Eskom Holdings Limited v Halstead-Cleak ZASCA 150 (30 September 2016)

/ / News, 2018, Consumer Protection

SUMMARY

The Respondent, Mr Halstead-Cleak, came into contact with a low hanging power line whilst cycling. He suffered electrical burns as a result. At the time of the incident, the power line was not supplying or required to supply electricity to anyone. However, after sustaining severe electrical burns, the Respondent issued a summons against Eskom for the damages that he had suffered from the power line.

The matter was heard in the South Gauteng High Court, in which the Respondent averred that Eskom was a “producer” or “supplier” of electricity or a “service” in terms of the Consumer Protection Act 68 of 2008 (The Act). Furthermore, the Respondent also averred that he was a “natural person” in terms of section 61(5) of the CPA and that he had suffered injuries, which constituted “harm”, as envisaged in terms of section 61 of the CPA, due to the alleged supply of unsafe goods and/or defective goods, or a hazard in goods resulting in injuries sustained by a consumer.

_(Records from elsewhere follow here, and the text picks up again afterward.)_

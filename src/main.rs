//! latent-anomaly command-line entry point

use clap::Parser;
use latent_anomaly::cli::{cmd_info, cmd_score, Cli, Commands, ScoreOverrides};

fn main() -> anyhow::Result<()> {
    tracing_subscriber::fmt()
        .with_env_filter(
            tracing_subscriber::EnvFilter::try_from_default_env()
                .unwrap_or_else(|_| "latent_anomaly=info".into()),
        )
        .init();

    let cli = Cli::parse();

    match cli.command {
        Commands::Score {
            reference,
            query,
            original,
            reconstructed,
            config,
            components,
            outlier_fraction,
            normalization,
            output,
            top,
        } => {
            let overrides = ScoreOverrides {
                components,
                outlier_fraction,
                normalization,
            };
            cmd_score(
                &reference,
                &query,
                &original,
                &reconstructed,
                config.as_deref(),
                overrides,
                output.as_deref(),
                top,
            )?;
        }
        Commands::Info { data } => {
            cmd_info(&data)?;
        }
    }

    Ok(())
}
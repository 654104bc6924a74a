//! Anomaly scoring in a learned latent space
//!
//! Four independent views of "normal":
//! - [`ReconstructionScorer`] - mean squared reconstruction error (raw magnitude)
//! - [`CovarianceEstimator`] + Mahalanobis distance - confidence in (0, 1]
//! - [`GaussianMixture`] - likelihood-based confidence in (0, 1)
//! - [`OneClassSvm`] - boundary-distance confidence in [0, 1]
//!
//! Statistical models are fitted once from a reference batch, returned as
//! immutable values, and scored through [`LatentScorer`]. The four score
//! vectors are bundled by [`aggregate`] into a [`ConfidenceReport`].

mod boundary;
mod covariance;
mod mahalanobis;
mod mixture;
mod reconstruction;
mod report;

pub use boundary::{BoundaryModel, BoundaryNormalization, OneClassSvm};
pub use covariance::{CovarianceEstimator, CovarianceModel};
pub use mahalanobis::{distance_to_confidence, mahalanobis_distances, MahalanobisScorer};
pub use mixture::{GaussianMixture, MixtureComponent, MixtureFit, MixtureModel};
pub use reconstruction::ReconstructionScorer;
pub use report::{aggregate, ConfidenceReport, MethodSummary, ScoreRow};

use crate::error::{Result, ScoringError};
use ndarray::{Array1, Array2};
use serde::{Deserialize, Serialize};
use std::fmt;

/// The four scoring methods, in report column order
#[derive(Debug, Clone, Copy, PartialEq, Eq, Hash, Serialize, Deserialize)]
#[serde(rename_all = "snake_case")]
pub enum ScoringMethod {
    Reconstruction,
    Mahalanobis,
    Mixture,
    Boundary,
}

impl ScoringMethod {
    pub const ALL: [ScoringMethod; 4] = [
        ScoringMethod::Reconstruction,
        ScoringMethod::Mahalanobis,
        ScoringMethod::Mixture,
        ScoringMethod::Boundary,
    ];

    pub fn as_str(&self) -> &'static str {
        match self {
            ScoringMethod::Reconstruction => "reconstruction",
            ScoringMethod::Mahalanobis => "mahalanobis",
            ScoringMethod::Mixture => "mixture",
            ScoringMethod::Boundary => "boundary",
        }
    }

    /// Whether a larger value means "more normal".
    ///
    /// Reconstruction error is the only raw anomaly magnitude.
    pub fn higher_is_normal(&self) -> bool {
        !matches!(self, ScoringMethod::Reconstruction)
    }
}

impl fmt::Display for ScoringMethod {
    fn fmt(&self, f: &mut fmt::Formatter<'_>) -> fmt::Result {
        f.write_str(self.as_str())
    }
}

/// A model fitted on reference latents that can score query latents
pub trait LatentScorer: Send + Sync {
    /// Which report column this scorer fills
    fn method(&self) -> ScoringMethod;

    /// Latent dimensionality the model was fitted on
    fn n_features(&self) -> usize;

    /// Confidence per query row, higher = more normal
    fn score(&self, query: &Array2<f64>) -> Result<Array1<f64>>;
}

/// Reject empty, non-finite or wrongly sized batches before any arithmetic
pub(crate) fn check_batch(x: &Array2<f64>, expected_width: Option<usize>, context: &str) -> Result<()> {
    if let Some(width) = expected_width {
        if x.ncols() != width {
            return Err(ScoringError::dimension(context, width, x.ncols()));
        }
    }
    if x.ncols() == 0 {
        return Err(ScoringError::InvalidInput(format!("{}: vectors have zero length", context)));
    }
    if let Some(pos) = x.iter().position(|v| !v.is_finite()) {
        return Err(ScoringError::InvalidInput(format!(
            "{}: non-finite value at row {}, column {}",
            context,
            pos / x.ncols(),
            pos % x.ncols()
        )));
    }
    Ok(())
}

#[cfg(test)]
mod tests {
    use super::*;
    use ndarray::array;

    #[test]
    fn test_method_names() {
        let names: Vec<&str> = ScoringMethod::ALL.iter().map(|m| m.as_str()).collect();
        assert_eq!(names, vec!["reconstruction", "mahalanobis", "mixture", "boundary"]);
        assert_eq!(ScoringMethod::Mixture.to_string(), "mixture");
        assert!(!ScoringMethod::Reconstruction.higher_is_normal());
        assert!(ScoringMethod::Boundary.higher_is_normal());
    }

    #[test]
    fn test_check_batch() {
        let x = array![[1.0, 2.0], [3.0, 4.0]];
        assert!(check_batch(&x, Some(2), "query").is_ok());
        assert!(matches!(
            check_batch(&x, Some(3), "query"),
            Err(ScoringError::DimensionMismatch { expected: 3, actual: 2, .. })
        ));

        let bad = array![[1.0, f64::NAN]];
        assert!(matches!(check_batch(&bad, None, "query"), Err(ScoringError::InvalidInput(_))));
    }
}
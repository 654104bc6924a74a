//! Dense linear algebra for small symmetric positive-definite matrices
//!
//! Latent spaces are low dimensional (tens of dimensions), so everything here
//! works directly on `Array2<f64>` without an external LAPACK.

use crate::error::{Result, ScoringError};
use ndarray::{Array1, Array2};

/// Cholesky decomposition `A = L * L^T`.
///
/// Returns `None` when `a` is not positive definite.
pub fn cholesky(a: &Array2<f64>) -> Option<Array2<f64>> {
    let n = a.nrows();
    let mut l = Array2::zeros((n, n));

    for i in 0..n {
        for j in 0..=i {
            let mut sum = a[[i, j]];
            for k in 0..j {
                sum -= l[[i, k]] * l[[j, k]];
            }

            if i == j {
                if sum <= 0.0 || !sum.is_finite() {
                    return None;
                }
                l[[i, j]] = sum.sqrt();
            } else {
                l[[i, j]] = sum / l[[j, j]];
            }
        }
    }

    Some(l)
}

/// Invert a lower triangular matrix by forward substitution
pub fn invert_lower_triangular(l: &Array2<f64>) -> Array2<f64> {
    let n = l.nrows();
    let mut l_inv = Array2::zeros((n, n));

    for i in 0..n {
        l_inv[[i, i]] = 1.0 / l[[i, i]];
        for j in 0..i {
            let mut sum = 0.0;
            for k in j..i {
                sum -= l[[i, k]] * l_inv[[k, j]];
            }
            l_inv[[i, j]] = sum / l[[i, i]];
        }
    }

    l_inv
}

/// Inverse of `L * L^T` given its Cholesky factor, symmetrized
pub fn cholesky_inverse(l: &Array2<f64>) -> Array2<f64> {
    let n = l.nrows();
    let l_inv = invert_lower_triangular(l);

    // A^-1 = L^-T * L^-1
    let mut inverse = Array2::zeros((n, n));
    for i in 0..n {
        for j in 0..=i {
            let mut sum = 0.0;
            for k in i..n {
                sum += l_inv[[k, i]] * l_inv[[k, j]];
            }
            inverse[[i, j]] = sum;
            inverse[[j, i]] = sum;
        }
    }

    inverse
}

/// `log det(A)` from the Cholesky factor of `A`
pub fn log_det_from_cholesky(l: &Array2<f64>) -> f64 {
    2.0 * l.diag().iter().map(|d| d.ln()).sum::<f64>()
}

/// Eigenvalues of a symmetric matrix via cyclic Jacobi rotations, ascending
pub fn symmetric_eigenvalues(a: &Array2<f64>) -> Array1<f64> {
    const MAX_SWEEPS: usize = 100;

    let n = a.nrows();
    let mut m = a.clone();
    let scale: f64 = a.iter().map(|v| v * v).sum::<f64>().max(f64::MIN_POSITIVE);

    for _sweep in 0..MAX_SWEEPS {
        let mut off_diag = 0.0;
        for p in 0..n {
            for q in (p + 1)..n {
                off_diag += m[[p, q]] * m[[p, q]];
            }
        }
        if off_diag <= 1e-30 * scale {
            break;
        }

        for p in 0..n {
            for q in (p + 1)..n {
                let apq = m[[p, q]];
                if apq.abs() < f64::MIN_POSITIVE {
                    continue;
                }

                let theta = (m[[q, q]] - m[[p, p]]) / (2.0 * apq);
                let t = theta.signum() / (theta.abs() + (theta * theta + 1.0).sqrt());
                let c = 1.0 / (t * t + 1.0).sqrt();
                let s = t * c;

                for k in 0..n {
                    let mkp = m[[k, p]];
                    let mkq = m[[k, q]];
                    m[[k, p]] = c * mkp - s * mkq;
                    m[[k, q]] = s * mkp + c * mkq;
                }
                for k in 0..n {
                    let mpk = m[[p, k]];
                    let mqk = m[[q, k]];
                    m[[p, k]] = c * mpk - s * mqk;
                    m[[q, k]] = s * mpk + c * mqk;
                }
            }
        }
    }

    let mut eigenvalues: Vec<f64> = m.diag().to_vec();
    eigenvalues.sort_by(|a, b| a.partial_cmp(b).unwrap_or(std::cmp::Ordering::Equal));
    Array1::from_vec(eigenvalues)
}

/// 2-norm condition number of a symmetric matrix.
///
/// Infinite when the smallest eigenvalue is not positive.
pub fn condition_number(a: &Array2<f64>) -> f64 {
    let eigenvalues = symmetric_eigenvalues(a);
    let n = eigenvalues.len();
    if n == 0 {
        return 1.0;
    }

    let min = eigenvalues[0];
    let max = eigenvalues[n - 1];
    if min <= 0.0 {
        f64::INFINITY
    } else {
        max / min
    }
}

/// How to regularize a covariance matrix that cannot be factored cleanly
#[derive(Debug, Clone, Copy)]
pub struct RegularizationPolicy {
    /// Initial ridge added to the diagonal
    pub epsilon: f64,
    /// Largest acceptable condition number (`INFINITY` disables the check)
    pub max_condition_number: f64,
    /// Number of ridge additions before giving up; the ridge grows ×10 each time
    pub max_attempts: usize,
    /// Regularize even if the raw matrix factors (rank-deficient sample)
    pub force: bool,
}

impl Default for RegularizationPolicy {
    fn default() -> Self {
        Self {
            epsilon: 1e-6,
            max_condition_number: 1e10,
            max_attempts: 6,
            force: false,
        }
    }
}

/// A covariance matrix that has been made positive definite
#[derive(Debug, Clone)]
pub struct Regularized {
    /// The (possibly ridged) matrix
    pub matrix: Array2<f64>,
    /// Its Cholesky factor
    pub cholesky: Array2<f64>,
    /// Total ridge added to the diagonal
    pub ridge: f64,
    /// Condition number (`NAN` when not computed)
    pub condition_number: f64,
}

/// Factor `matrix`, adding a ridge and retrying while it is singular or
/// ill-conditioned. The ridge starts at `epsilon` times the mean diagonal
/// entry, so it scales with the matrix.
///
/// If every attempt factors but none meets the condition limit, the last
/// factorization is returned with a warning. Only a matrix that never factors
/// is an error.
pub fn regularized_cholesky(matrix: &Array2<f64>, policy: RegularizationPolicy) -> Result<Regularized> {
    let n = matrix.nrows();
    if n != matrix.ncols() {
        return Err(ScoringError::dimension("covariance matrix", n, matrix.ncols()));
    }

    let check_condition = policy.max_condition_number.is_finite();
    let scale = ridge_scale(matrix);
    let mut current = matrix.clone();
    let mut ridge = 0.0;
    let mut step = (policy.epsilon * scale).max(f64::MIN_POSITIVE);
    let mut last_factored: Option<Regularized> = None;

    for attempt in 0..=policy.max_attempts {
        let skip = attempt == 0 && policy.force;
        if !skip {
            if let Some(l) = cholesky(&current) {
                let cond = if check_condition {
                    condition_number(&current)
                } else {
                    f64::NAN
                };
                let factored = Regularized {
                    matrix: current.clone(),
                    cholesky: l,
                    ridge,
                    condition_number: cond,
                };
                if !check_condition || cond <= policy.max_condition_number {
                    if ridge > 0.0 {
                        tracing::debug!(ridge, attempts = attempt, "Regularized covariance matrix");
                    }
                    return Ok(factored);
                }
                last_factored = Some(factored);
            }
        }

        if attempt == policy.max_attempts {
            break;
        }

        for i in 0..n {
            current[[i, i]] += step;
        }
        ridge += step;
        step *= 10.0;
    }

    if let Some(factored) = last_factored {
        tracing::warn!(
            ridge = factored.ridge,
            condition_number = factored.condition_number,
            max_condition_number = policy.max_condition_number,
            "Covariance matrix stays ill-conditioned after regularization, using last factorization"
        );
        return Ok(factored);
    }

    Err(ScoringError::NumericalInstability(format!(
        "covariance matrix ({}x{}) not invertible after adding a ridge of {:.3e}",
        n, n, ridge
    )))
}

/// Mean absolute diagonal entry, or 1 when that is zero or not finite
fn ridge_scale(matrix: &Array2<f64>) -> f64 {
    let n = matrix.nrows();
    if n == 0 {
        return 1.0;
    }
    let mean = matrix.diag().iter().map(|v| v.abs()).sum::<f64>() / n as f64;
    if mean > 0.0 && mean.is_finite() {
        mean
    } else {
        1.0
    }
}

The South Gauteng High Court found Eskom strictly liable in terms of section 61 of the CPA for the damages that the Respondent had suffered. Eskom appealed against the decision and the matter was heard before the Supreme Court of Appeal (The SCA).

HELD

The SCA stated that the CPA’s purpose is to protect consumers. Thus, the High Court had lost sight of the fact that Eskom, as a “producer”, could only be held strictly liable in the instance that a supplier and consumer relationship existed between Eskom and the Respondent. The SCA reiterated that the CPA is restricted to a supplier and consumer relationship and that section 61(1)(b) provides for liability due to a product failure or defect or hazard in any goods supplied, by a supplier, to a consumer.

In this instance, the Respondent was not a consumer in relation to Eskom for various reasons. First, the Respondent did not enter into any transaction with Eskom, as a supplier or producer of electricity, in the ordinary course of Eskom’s business. Second, the Respondent was not utilising the electricity, nor was he a recipient or beneficiary thereof.

The SCA also reiterated that section 61(1)(c) provides for strict liability in the instance that inadequate instructions were given to a consumer who entered into a transaction with Eskom. However, in these circumstances, the Respondent and Eskom were not in a consumer, producer or supplier relationship in respect of the electricity that caused the harm to the Respondent.

Furthermore, the SCA found that the harm sustained by the Respondent had not occurred as a result of the electricity, itself, failing. This was also not a matter where the electricity had a defect or where the electricity was unable to perform in the manner that it was intended to perform. The electricity did not suffer from any material imperfection in its manufacture. Likewise, the electricity did not have the characteristic that rendered it less useful or safe than a person would generally expect in the circumstances. Finally, it was clear that the Respondent was not utilising the electricity when he was harmed.

As a result, the SCA upheld Eskom’s appeal, owing to the fact that the Respondent was not a consumer that was entitled to the protection of Part H of Chapter 2 of the CPA.

VALUE

This case provides a clear interpretation of the CPA and the application of section 61 in particular.